Nothing moving there in
camp."
Helen sucked in
a breath at the closer voice, fifteen feet to their left.
Stealthy shapes of ten men afoot in the wood
around them, muskets clenched in hand, closed on camp.
The fire glow beckoned.
The aroma of fried pork left on skillets
hung in the air.
She, Hannah,
Jonathan, and Roger squatted very still.
Marion's Whigs snuck past.
Their
forms became silhouettes.
Firelight
painted them orange targets.
"Left
their supper.
Damn, I'm hungry."
"Give me
some of that pork."
"Say, no
one's here!
It's a trap, lads!"
A branch behind
Helen popped, and a hot body reeking of whiskey sprawled atop her, pitching her
against the boulder.
A second group of
Whigs had followed the initial ten into camp.
"Halloo, Eli, they're out here!"
Jonathan hauled him off her, knocked his musket into darkness,
and kicked his stomach.
Another Whig
dove in.
A ball from Roger's musket
ripped his throat, and he collapsed and thrashed.

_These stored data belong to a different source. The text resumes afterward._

use crate::collections::FxIndexMap;
use crate::errors::{GraphError, Result};

use std::{fmt::Debug, hash::Hash};
use num_traits::{CheckedAdd, Zero, ops::saturating::SaturatingAdd};


/// Numeric type usable as an edge weight / path cost
/// Covers both integers and floats - only addition, zero and comparison are needed
pub trait Weight: Zero + PartialOrd + Copy + Debug {

    /// Sum of two costs, None when it does not fit in the type
    fn checked_sum(self, other: Self) -> Option<Self>;

    /// Sum of two costs, clamped to the largest value of the type
    fn saturating_sum(self, other: Self) -> Self;
}

// integers can overflow
macro_rules! integer_weight {
    ($($t:ty),*) => {
        $(
            impl Weight for $t {
                fn checked_sum(self, other: Self) -> Option<Self> {
                    CheckedAdd::checked_add(&self, &other)
                }

                fn saturating_sum(self, other: Self) -> Self {
                    SaturatingAdd::saturating_add(&self, &other)
                }
            }
        )*
    };
}

// floats run off to infinity, which still compares above every finite cost
macro_rules! float_weight {
    ($($t:ty),*) => {
        $(
            impl Weight for $t {
                fn checked_sum(self, other: Self) -> Option<Self> {
                    Some(self + other)
                }

                fn saturating_sum(self, other: Self) -> Self {
                    self + other
                }
            }
        )*
    };
}

integer_weight!(u8, u16, u32, u64, u128, usize, i8, i16, i32, i64, i128, isize);
float_weight!(f32, f64);


/// Position of a node in the graph's node arena
#[derive(Clone, Copy, Debug, PartialEq, Eq, Hash, PartialOrd, Ord)]
pub struct NodeIndex(usize);

impl NodeIndex {
    pub(crate) fn from_raw(index: usize) -> Self {
        Self(index)
    }

    pub fn index(self) -> usize {
        self.0
    }
}


/// Weighted undirected graph
/// N: Node - opaque identifier, unique within the graph
/// C: Cost - weight of an edge
///
/// Every node owns an adjacency list of (neighbor index, weight).
/// Edges are stored in both endpoint lists so they can be walked from either side.
#[derive(Clone, Debug)]
pub struct Graph<N, C> {
    nodes: FxIndexMap<N, Vec<(NodeIndex, C)>>,
    edge_count: usize,
}

impl<N, C> Default for Graph<N, C> {
    fn default() -> Self {
        Self {
            nodes: FxIndexMap::default(),
            edge_count: 0,
        }
    }
}

impl<N, C> Graph<N, C>
where
    N: Eq + Hash + Clone + Debug,
    C: Weight,
{

    pub fn new() -> Self {
        Self::default()
    }

    /// Pre-allocate space for `nodes` nodes
    pub fn with_capacity(nodes: usize) -> Self {
        Self {
            nodes: FxIndexMap::with_capacity_and_hasher(nodes, Default::default()),
            edge_count: 0,
        }
    }

    /// Register a node with an empty adjacency list
    /// Adding the same node twice is rejected
    pub fn add_node(&mut self, node: N) -> Result<NodeIndex> {
        if self.nodes.contains_key(&node) {
            return Err(GraphError::DuplicateNode(format!("{node:?}")));
        }
        let (index, _) = self.nodes.insert_full(node, Vec::new());
        Ok(NodeIndex(index))
    }

    /// Connect two registered nodes with a non-negative weight
    /// Both directions are recorded; a self-loop is recorded once
    pub fn add_edge(&mut self, a: &N, b: &N, weight: C) -> Result<()> {
        let a_index = self.require(a)?;
        let b_index = self.require(b)?;

        match weight.partial_cmp(&C::zero()) {
            None => return Err(GraphError::InvalidWeight(format!("{weight:?}"))),
            Some(std::cmp::Ordering::Less) => {
                return Err(GraphError::NegativeWeight(format!("{weight:?}")));
            }
            _ => {}
        }

        self.adjacency_mut(a_index).push((b_index, weight));
        if a_index != b_index {
            self.adjacency_mut(b_index).push((a_index, weight));
        }
        self.edge_count += 1;

        Ok(())
    }

    pub fn contains_node(&self, node: &N) -> bool {
        self.nodes.contains_key(node)
    }

    pub fn node_index(&self, node: &N) -> Option<NodeIndex> {
        self.nodes.get_index_of(node).map(NodeIndex)
    }

    /// Node stored at an index, if any
    pub fn node(&self, index: NodeIndex) -> Option<&N> {
        self.nodes.get_index(index.0).map(|(node, _)| node)
    }

    pub fn node_count(&self) -> usize {
        self.nodes.len()
    }

    /// Number of undirected edges (parallel edges counted separately)
    pub fn edge_count(&self) -> usize {
        self.edge_count
    }

    pub fn is_empty(&self) -> bool {
        self.nodes.is_empty()
    }

    /// Nodes in insertion order
    pub fn nodes(&self) -> impl Iterator<Item = &N> {
        self.nodes.keys()
    }

    /// Neighbors of a node with the weight of the connecting edge
    pub fn neighbors(&self, node: &N) -> Result<impl Iterator<Item = (&N, C)>> {
        let index = self.require(node)?;
        Ok(self.adjacency(index).iter().map(move |&(neighbor, weight)| (self.node_at(neighbor), weight)))
    }

    /// Every undirected edge exactly once as (a, b, weight)
    pub fn edges(&self) -> impl Iterator<Item = (&N, &N, C)> {
        self.nodes.iter().enumerate().flat_map(move |(index, (node, adjacency))| {
            adjacency
                .iter()
                .filter(move |(neighbor, _)| neighbor.0 >= index)
                .map(move |&(neighbor, weight)| (node, self.node_at(neighbor), weight))
        })
    }

    /// Total weight of a path given as consecutive nodes
    /// Where parallel edges exist the lightest one is used
    pub fn path_cost(&self, path: &[N]) -> Result<C> {
        let mut total = C::zero();

        for pair in path.windows(2) {
            let from = self.require(&pair[0])?;
            let to = self.require(&pair[1])?;

            let lightest = self.adjacency(from)
                .iter()
                .filter(|(neighbor, _)| *neighbor == to)
                .map(|&(_, weight)| weight)
                .fold(None, |best: Option<C>, weight| match best {
                    Some(b) if b <= weight => Some(b),
                    _ => Some(weight),
                });

            let Some(weight) = lightest else {
                return Err(GraphError::DisconnectedPath(format!("{:?} and {:?}", pair[0], pair[1])));
            };
            total = total
                .checked_sum(weight)
                .ok_or_else(|| GraphError::CostOverflow(format!("{total:?} + {weight:?}")))?;
        }

        // a lone node still has to exist
        if let [only] = path {
            self.require(only)?;
        }

        Ok(total)
    }

    /// Index of a registered node, InvalidReference otherwise
    pub(crate) fn require(&self, node: &N) -> Result<NodeIndex> {
        self.node_index(node)
            .ok_or_else(|| GraphError::InvalidReference(format!("{node:?}")))
    }

    /// Node for an index handed out by this graph
    pub(crate) fn node_at(&self, index: NodeIndex) -> &N {
        match self.nodes.get_index(index.0) {
            Some((node, _)) => node,
            None => panic!("node index {} does not belong to this graph", index.0),
        }
    }

    pub(crate) fn adjacency(&self, index: NodeIndex) -> &[(NodeIndex, C)] {
        &self.nodes[index.0]
    }

    fn adjacency_mut(&mut self, index: NodeIndex) -> &mut Vec<(NodeIndex, C)> {
        &mut self.nodes[index.0]
    }
}
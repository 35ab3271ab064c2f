use std::collections::VecDeque;

use super::{Frontier, QueueEntry};
use crate::errors::{GraphError, Result};


/// Priority queue kept as a sorted list
/// Insertion is a linear scan for the first strictly greater priority,
/// so ties stay in insertion order. Dequeue pops the front.
#[derive(Clone, Debug)]
pub struct SortedQueue<E, P> {
    entries: VecDeque<QueueEntry<E, P>>,
}

impl<E, P> SortedQueue<E, P> {

    pub fn new() -> Self {
        Self { entries: VecDeque::new() }
    }

    pub fn with_capacity(capacity: usize) -> Self {
        Self { entries: VecDeque::with_capacity(capacity) }
    }

    /// Entries from front to back
    pub fn iter(&self) -> impl Iterator<Item = &QueueEntry<E, P>> {
        self.entries.iter()
    }
}

impl<E, P> Default for SortedQueue<E, P> {
    fn default() -> Self {
        Self::new()
    }
}

impl<E, P: PartialOrd> Frontier<E, P> for SortedQueue<E, P> {

    fn enqueue(&mut self, element: E, priority: P) {
        let entry = QueueEntry { element, priority };

        // insert before the first entry with a strictly greater priority
        match self.entries.iter().position(|e| entry.priority < e.priority) {
            Some(index) => self.entries.insert(index, entry),
            None => self.entries.push_back(entry),
        }
    }

    fn dequeue(&mut self) -> Result<QueueEntry<E, P>> {
        self.entries.pop_front().ok_or(GraphError::EmptyQueueAccess)
    }

    fn peek(&self) -> Option<&QueueEntry<E, P>> {
        self.entries.front()
    }

    fn len(&self) -> usize {
        self.entries.len()
    }

    fn clear(&mut self) {
        self.entries.clear();
    }
}

impl<E, P: PartialOrd> Extend<(E, P)> for SortedQueue<E, P> {
    fn extend<I: IntoIterator<Item = (E, P)>>(&mut self, iter: I) {
        for (element, priority) in iter {
            self.enqueue(element, priority);
        }
    }
}

impl<E, P: PartialOrd> FromIterator<(E, P)> for SortedQueue<E, P> {
    fn from_iter<I: IntoIterator<Item = (E, P)>>(iter: I) -> Self {
        let mut queue = Self::new();
        queue.extend(iter);
        queue
    }
}
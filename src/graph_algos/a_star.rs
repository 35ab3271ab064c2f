use crate::errors::Result;
use crate::graph::{Graph, NodeIndex, Weight};
use crate::priority_queue::HeapQueue;
use super::Path;

use std::{
    hash::Hash,
    fmt::Debug,
};



/// A* Algorithm
/// https://en.wikipedia.org/wiki/A*_search_algorithm
impl<N, C> Graph<N, C>
where
    N: Eq + Hash + Clone + Debug,
    C: Weight,
{

    /// From start node, search toward end guided by a heuristic
    /// The Approach has 2 requirements:
    /// 1. The heuristic function must be admissible (never overestimates the true cost to reach end)
    /// 2. A path actually exists between the start and end nodes, otherwise the whole component is explored
    ///
    /// A heuristic that is always zero makes this identical to shortest_path
    pub fn a_star<H>(&self, start: &N, end: &N, heuristic: H) -> Result<Option<Path<N, C>>>
    where
        H: Fn(&N) -> C,
    {
        self.find_path::<HeapQueue<NodeIndex, C>, _>(
            start,
            end,
            |index| heuristic(self.node_at(index)),
            None,
        )
    }
}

Sulfurous black powder stench, mingled with the metallic stink of
fresh blood, drenched the air.
Above the whiny
ring in her ears from musket discharge, Helen heard the rumble of horses
descending on camp.
Whig musket-fire
peppered the night, but she wasted no time speculating on the fate of
militiamen afoot with discharged muskets pitted against horsed cavalry soldiers
with uplifted sabers.
Alerted by
movement in her peripheral vision, she flung herself into Hannah.
A knife blade scraped rock beside her right
ear.
She rammed her elbow backward into
her attacker's groin.
He fell atop the
man with the throat wound and sobbed.
Hannah tripped
two more Whigs.
Roger smacked the butt
of his musket into both temples.
Stunned,
shaken, her pulse at a gallop, Helen saw two Whigs leap for Jonathan.

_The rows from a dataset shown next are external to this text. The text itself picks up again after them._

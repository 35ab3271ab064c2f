use std::{cmp::Ordering, collections::BinaryHeap};

use super::{Frontier, QueueEntry};
use crate::errors::{GraphError, Result};


/// Entry on the heap
/// - seq records insertion order so equal priorities pop first-in first-out
#[derive(Debug)]
struct HeapNode<E, P> {
    entry: QueueEntry<E, P>,
    seq: u64,
}

/// Total order over priorities
/// A priority that does not compare with itself (NaN) ranks after every other priority
fn priority_order<P: PartialOrd>(a: &P, b: &P) -> Ordering {
    match a.partial_cmp(b) {
        Some(order) => order,
        None => {
            let a_unordered = a.partial_cmp(a).is_none();
            let b_unordered = b.partial_cmp(b).is_none();
            a_unordered.cmp(&b_unordered)
        }
    }
}

// binary heap sorts Biggest to Smallest, so both comparisons are reversed
impl<E, P: PartialOrd> Ord for HeapNode<E, P> {
    fn cmp(&self, other: &Self) -> Ordering {
        priority_order(&other.entry.priority, &self.entry.priority)
            .then_with(|| other.seq.cmp(&self.seq))
    }
}
impl<E, P: PartialOrd> PartialOrd for HeapNode<E, P> {
    fn partial_cmp(&self, other: &Self) -> Option<Ordering> {
        Some(self.cmp(other))
    }
}
impl<E, P: PartialOrd> PartialEq for HeapNode<E, P> {
    fn eq(&self, other: &Self) -> bool {
        self.cmp(other) == Ordering::Equal
    }
}
impl<E, P: PartialOrd> Eq for HeapNode<E, P> {}


/// Binary heap priority queue
/// Same observable ordering as SortedQueue with O(log n) enqueue and dequeue,
/// as long as priorities are totally ordered. NaN priorities pop last here.
#[derive(Debug)]
pub struct HeapQueue<E, P> {
    heap: BinaryHeap<HeapNode<E, P>>,
    next_seq: u64,
}

impl<E, P: PartialOrd> HeapQueue<E, P> {

    pub fn new() -> Self {
        Self { heap: BinaryHeap::new(), next_seq: 0 }
    }

    pub fn with_capacity(capacity: usize) -> Self {
        Self { heap: BinaryHeap::with_capacity(capacity), next_seq: 0 }
    }
}

impl<E, P: PartialOrd> Default for HeapQueue<E, P> {
    fn default() -> Self {
        Self::new()
    }
}

impl<E, P: PartialOrd> Frontier<E, P> for HeapQueue<E, P> {

    fn enqueue(&mut self, element: E, priority: P) {
        let seq = self.next_seq;
        self.next_seq += 1;
        self.heap.push(HeapNode {
            entry: QueueEntry { element, priority },
            seq,
        });
    }

    fn dequeue(&mut self) -> Result<QueueEntry<E, P>> {
        self.heap
            .pop()
            .map(|node| node.entry)
            .ok_or(GraphError::EmptyQueueAccess)
    }

    fn peek(&self) -> Option<&QueueEntry<E, P>> {
        self.heap.peek().map(|node| &node.entry)
    }

    fn len(&self) -> usize {
        self.heap.len()
    }

    fn clear(&mut self) {
        self.heap.clear();
        self.next_seq = 0;
    }
}

impl<E, P: PartialOrd> Extend<(E, P)> for HeapQueue<E, P> {
    fn extend<I: IntoIterator<Item = (E, P)>>(&mut self, iter: I) {
        for (element, priority) in iter {
            self.enqueue(element, priority);
        }
    }
}

impl<E, P: PartialOrd> FromIterator<(E, P)> for HeapQueue<E, P> {
    fn from_iter<I: IntoIterator<Item = (E, P)>>(iter: I) -> Self {
        let mut queue = Self::new();
        queue.extend(iter);
        queue
    }
}
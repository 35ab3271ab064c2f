
mod heap;
mod sorted;

pub use heap::HeapQueue;
pub use sorted::SortedQueue;

use crate::errors::Result;


/// An element paired with the priority it was queued at
#[derive(Clone, Debug, PartialEq)]
pub struct QueueEntry<E, P> {
    pub element: E,
    pub priority: P,
}

/// Min-priority queue driving the search frontier
///
/// Implementations must yield the lowest priority first, and among equal
/// priorities the element enqueued earliest. Duplicate elements are allowed.
/// Priorities are expected to be totally ordered; the graph never queues NaN
/// because edge weights are validated when added.
pub trait Frontier<E, P> {

    /// Insert an element, keeping priorities non-decreasing from the front
    fn enqueue(&mut self, element: E, priority: P);

    /// Remove and return the front (minimum priority) entry
    /// Fails with EmptyQueueAccess when nothing is queued
    fn dequeue(&mut self) -> Result<QueueEntry<E, P>>;

    /// Front entry without removing it
    fn peek(&self) -> Option<&QueueEntry<E, P>>;

    fn len(&self) -> usize;

    fn is_empty(&self) -> bool {
        self.len() == 0
    }

    fn clear(&mut self);
}
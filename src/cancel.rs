use std::sync::{
    Arc,
    atomic::{AtomicBool, Ordering},
};


/// Shared flag used to abort a running search
/// Clones share the same flag, so one can be handed to another thread
#[derive(Clone, Debug, Default)]
pub struct CancelToken {
    cancelled: Arc<AtomicBool>,
}

impl CancelToken {

    pub fn new() -> Self {
        Self::default()
    }

    /// Request cancellation - searches notice it on their next loop iteration
    pub fn cancel(&self) {
        self.cancelled.store(true, Ordering::Relaxed);
    }

    pub fn is_cancelled(&self) -> bool {
        self.cancelled.load(Ordering::Relaxed)
    }
}
/// Traverses the graph best-first from start
/// Priority of a queued node = cost from start + heuristic(node), saturating at the top of C
/// Stops as soon as the goal is popped, or runs until the queue is empty when goal is None
///
/// Stale queue entries are not removed; once a node is visited its later entries are skipped.
pub(crate) fn build_search_tree<N, C, Q, H>(
    graph: &Graph<N, C>,
    start: NodeIndex,
    goal: Option<NodeIndex>,
    heuristic: H,
    cancel: Option<&CancelToken>,
) -> Result<SearchTree<C>>
where
    N: Eq + Hash + Clone + Debug,
    C: Weight,
    Q: Frontier<NodeIndex, C> + Default,
    H: Fn(NodeIndex) -> C,
{
    let node_count = graph.node_count();
    let mut distances: Vec<Option<C>> = vec![None; node_count];
    let mut predecessors: Vec<Option<NodeIndex>> = vec![None; node_count];
    let mut visited = vec![false; node_count];

    // frontier - always expand the least costly node first
    let mut frontier = Q::default();
    distances[start.index()] = Some(C::zero());
    frontier.enqueue(start, heuristic(start));

    let mut expanded = 0usize;

    // guard before every dequeue - the queue is never popped empty
    while !frontier.is_empty() {

        if cancel.is_some_and(CancelToken::is_cancelled) {
            debug!(expanded, "search cancelled");
            return Err(GraphError::Cancelled);
        }

        let QueueEntry { element: current, .. } = frontier.dequeue()?;

        // Check if we've reached the goal
        if goal == Some(current) {
            trace!(expanded, "goal reached");
            return Ok(SearchTree { distances, predecessors, goal: Some(current) });
        }

        // Node already finalized, this is a stale entry
        if visited[current.index()] {
            continue;
        }

        // queued nodes always carry a finite distance
        let Some(current_cost) = distances[current.index()] else {
            continue;
        };

        trace!(node = ?graph.node_at(current), cost = ?current_cost, "expanding node");

        // loop over neighbors
        for &(neighbor, weight) in graph.adjacency(current) {

            // new cost to reach this node = edge cost + node cost
            // a sum that does not fit in C is never an improvement
            let Some(candidate) = current_cost.checked_sum(weight) else {
                trace!(neighbor = ?graph.node_at(neighbor), "cost overflow, edge skipped");
                continue;
            };

            let improved = match distances[neighbor.index()] {
                None => true,
                Some(best) => candidate < best,
            };

            // Only add to the queue if we've found a better path
            if improved {
                distances[neighbor.index()] = Some(candidate);
                predecessors[neighbor.index()] = Some(current);
                frontier.enqueue(neighbor, candidate.saturating_sum(heuristic(neighbor)));
            }
        }

        visited[current.index()] = true;
        expanded += 1;
    }

    trace!(expanded, "frontier exhausted");
    Ok(SearchTree { distances, predecessors, goal: None })
}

A bony thud signaled their collision with
each other.
Jonathan didn't occupy the
spot he'd been in a second earlier.
One man lurched
to his feet and slashed at Jonathan with a knife.
Jonathan's foot shot out, cracked his wrist.
He howled and floundered away.
A shriek of
mortal terror yanked their attention to the campsite.
Helen cringed and jerked her gaze away, too late.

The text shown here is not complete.